**What the task asks:** How many of the lines below include "offset"? Give the number and no other words.

**Records for the exercise:**
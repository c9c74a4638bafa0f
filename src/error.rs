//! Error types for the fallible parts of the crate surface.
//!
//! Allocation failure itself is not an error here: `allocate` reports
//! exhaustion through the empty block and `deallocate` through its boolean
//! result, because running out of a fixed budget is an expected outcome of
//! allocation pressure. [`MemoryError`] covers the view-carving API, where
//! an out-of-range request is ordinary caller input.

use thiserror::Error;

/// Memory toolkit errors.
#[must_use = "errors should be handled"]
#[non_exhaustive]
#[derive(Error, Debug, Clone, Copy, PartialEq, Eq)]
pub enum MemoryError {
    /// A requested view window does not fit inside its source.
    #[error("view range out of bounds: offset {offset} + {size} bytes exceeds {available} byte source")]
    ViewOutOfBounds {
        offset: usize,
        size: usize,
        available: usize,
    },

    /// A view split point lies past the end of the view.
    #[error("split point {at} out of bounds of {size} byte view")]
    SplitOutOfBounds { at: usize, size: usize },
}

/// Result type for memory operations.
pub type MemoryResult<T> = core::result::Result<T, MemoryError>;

**Solution for this exercise:** 2